En su obra “Sistema económico y rentístico de la Confederación Argentina”, Juan Bautista Alberdi dijo cosas como estas: “Los argentinos hemos sido ociosos por derecho y holgazanes legalmente. Se nos alentó a consumir sin producir. Nuestras ciudades capitales son escuelas de vagancia, de quienes se desparraman por el resto del territorio, después de haberse educado entre las fiestas, la jarana y la disipación”. Duro ¿no? Pero, como si no hubiera sido lo suficientemente claro, también agregó esto: “Nuestro pueblo no carece de alimentos, sino de educación. Y por eso tenemos pauperismo mental. En realidad nuestro pueblo argentino se muere de hambre de instrucción, de sed de saber, de pobreza de conocimientos prácticos y de ignorancia de hacer las cosas bien. Pero, sobre todo, se muere de pereza, es decir, de abundancia.

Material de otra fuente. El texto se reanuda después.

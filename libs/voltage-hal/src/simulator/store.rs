//! Locked register store
//!
//! One mutex guards the whole address→byte map. Each modification queues its
//! value changes while still holding the map lock, so the queue is in apply
//! order. The map lock is released before any change is dispatched; whichever
//! caller finds the queue idle drains it, delivering its own batch and any
//! batch queued meanwhile by other writers.

use std::collections::{BTreeMap, HashMap, VecDeque};
use std::sync::atomic::{AtomicU64, Ordering};

use parking_lot::{Mutex, MutexGuard};

/// One byte whose value was actually changed by a write
#[derive(Debug, Clone, Copy, PartialEq, Eq)]
pub struct RegisterChange {
    pub address: u32,
    pub old: u8,
    pub new: u8,
}

/// Change batches waiting for dispatch
#[derive(Debug, Default)]
struct PendingChanges {
    batches: VecDeque<Vec<RegisterChange>>,
    draining: bool,
}

/// Address→byte register map
///
/// Addresses are fixed at construction; touching an address that was never
/// defined fails with that address as the error value.
#[derive(Debug)]
pub struct RegisterStore {
    map: Mutex<HashMap<u32, u8>>,
    pending: Mutex<PendingChanges>,
    lock_count: AtomicU64,
}

impl RegisterStore {
    pub fn new(defaults: &BTreeMap<u32, u8>) -> Self {
        Self {
            map: Mutex::new(defaults.iter().map(|(a, v)| (*a, *v)).collect()),
            pending: Mutex::new(PendingChanges::default()),
            lock_count: AtomicU64::new(0),
        }
    }

    fn lock(&self) -> MutexGuard<'_, HashMap<u32, u8>> {
        self.lock_count.fetch_add(1, Ordering::Relaxed);
        self.map.lock()
    }

    /// Number of times the map lock has been taken
    pub fn lock_count(&self) -> u64 {
        self.lock_count.load(Ordering::Relaxed)
    }

    /// Copy `length` consecutive bytes starting at `address`
    pub fn read_range(&self, address: u32, length: usize) -> Result<Vec<u8>, u32> {
        let map = self.lock();
        (0..length as u32)
            .map(|offset| {
                let addr = address + offset;
                map.get(&addr).copied().ok_or(addr)
            })
            .collect()
    }

    /// Write `data` to consecutive addresses starting at `address`
    pub fn write_bytes<D>(&self, address: u32, data: &[u8], dispatch: D) -> Result<Vec<RegisterChange>, u32>
    where
        D: FnMut(&[RegisterChange]),
    {
        self.modify(
            |_| {
                data.iter()
                    .enumerate()
                    .map(|(offset, value)| (address + offset as u32, *value))
                    .collect()
            },
            dispatch,
        )
    }

    /// Compute updates from the current map and apply them atomically
    ///
    /// Either every update lands or none does. `dispatch` receives the real
    /// before/after pairs and never runs with the map lock held. While another
    /// caller is dispatching, this call only queues its changes and that caller
    /// delivers them through its own `dispatch`, so changes for one address
    /// reach the sink in apply order.
    pub fn modify<F, D>(&self, compute: F, dispatch: D) -> Result<Vec<RegisterChange>, u32>
    where
        F: FnOnce(&HashMap<u32, u8>) -> Vec<(u32, u8)>,
        D: FnMut(&[RegisterChange]),
    {
        let mut map = self.lock();
        let updates = compute(&map);
        if let Some((missing, _)) = updates.iter().find(|(a, _)| !map.contains_key(a)) {
            return Err(*missing);
        }

        let mut changes = Vec::new();
        for (address, value) in updates {
            if let Some(slot) = map.get_mut(&address) {
                if *slot != value {
                    changes.push(RegisterChange {
                        address,
                        old: *slot,
                        new: value,
                    });
                    *slot = value;
                }
            }
        }

        if changes.is_empty() {
            return Ok(changes);
        }
        self.pending.lock().batches.push_back(changes.clone());
        drop(map);

        self.drain(dispatch);
        Ok(changes)
    }

    /// Deliver queued batches in order unless another caller already is
    fn drain<D>(&self, mut dispatch: D)
    where
        D: FnMut(&[RegisterChange]),
    {
        {
            let mut pending = self.pending.lock();
            if pending.draining {
                return;
            }
            pending.draining = true;
        }

        loop {
            let batch = {
                let mut pending = self.pending.lock();
                match pending.batches.pop_front() {
                    Some(batch) => batch,
                    None => {
                        pending.draining = false;
                        return;
                    },
                }
            };
            dispatch(&batch);
        }
    }

    pub fn snapshot(&self) -> BTreeMap<u32, u8> {
        self.lock().iter().map(|(a, v)| (*a, *v)).collect()
    }
}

Quieren pan sin trabajo, viven del maná del Estado y eso los mantiene desnudos, ignorantes y esclavos de su propia situación”. ¡Sin palabras! Demoledora radiografía de nuestro ser nacional. Una verdad que nos demuestra lo poco que hemos aprendido y evolucionado. Es decir, hoy estamos casi igual que en los tiempos de Alberdi. ¿O no?... ¿No es acaso el olvido nuestro gran pecado? Ese olvido que es parte de la memoria pero que, en esta provincia es también sinónimo de ignorancia... En las escuelas, por ejemplo, los chicos aprenden a contar, a leer, a calcular y a mirar el mundo a través de una computadora. Sin embargo, se les enseña poco y nada sobre algunos conceptos fundamentales como la solidaridad, las buenas costumbres, el respeto a las normas, la ética, la honestidad y las delicias de una comunicación “cara a cara”. No aprenden a vivir y a convivir como “seres humanos”, sino como competidores potenciales. Como extraños en constante pugna. Y también como entidades aisladas que pueden existir sin la presencia del otro. De allí tanta violencia en la calle, en las escuelas, en los hogares; tanta histeria exacerbada... tanta paranoia.
Por eso el desafío de la sociedad actual sea, tal vez, empezar a escribir de otra manera nuestra historia. Recuperar, por ejemplo, la idea de que el trabajo dignifica y que la limosna agrede; que la ociosidad no es una virtud como lo plantea la televisión, sino una deshonra como lo planteaba Alberdi, y que la tan promocionada distribución de la riqueza siempre implica, en la Argentina, la explotación del sector social más desprotegido. Recuperar, en definitiva, el orgullo de ser personas bien nacidas que supieron entender y capitalizar su pasado para poder escribir otro futuro.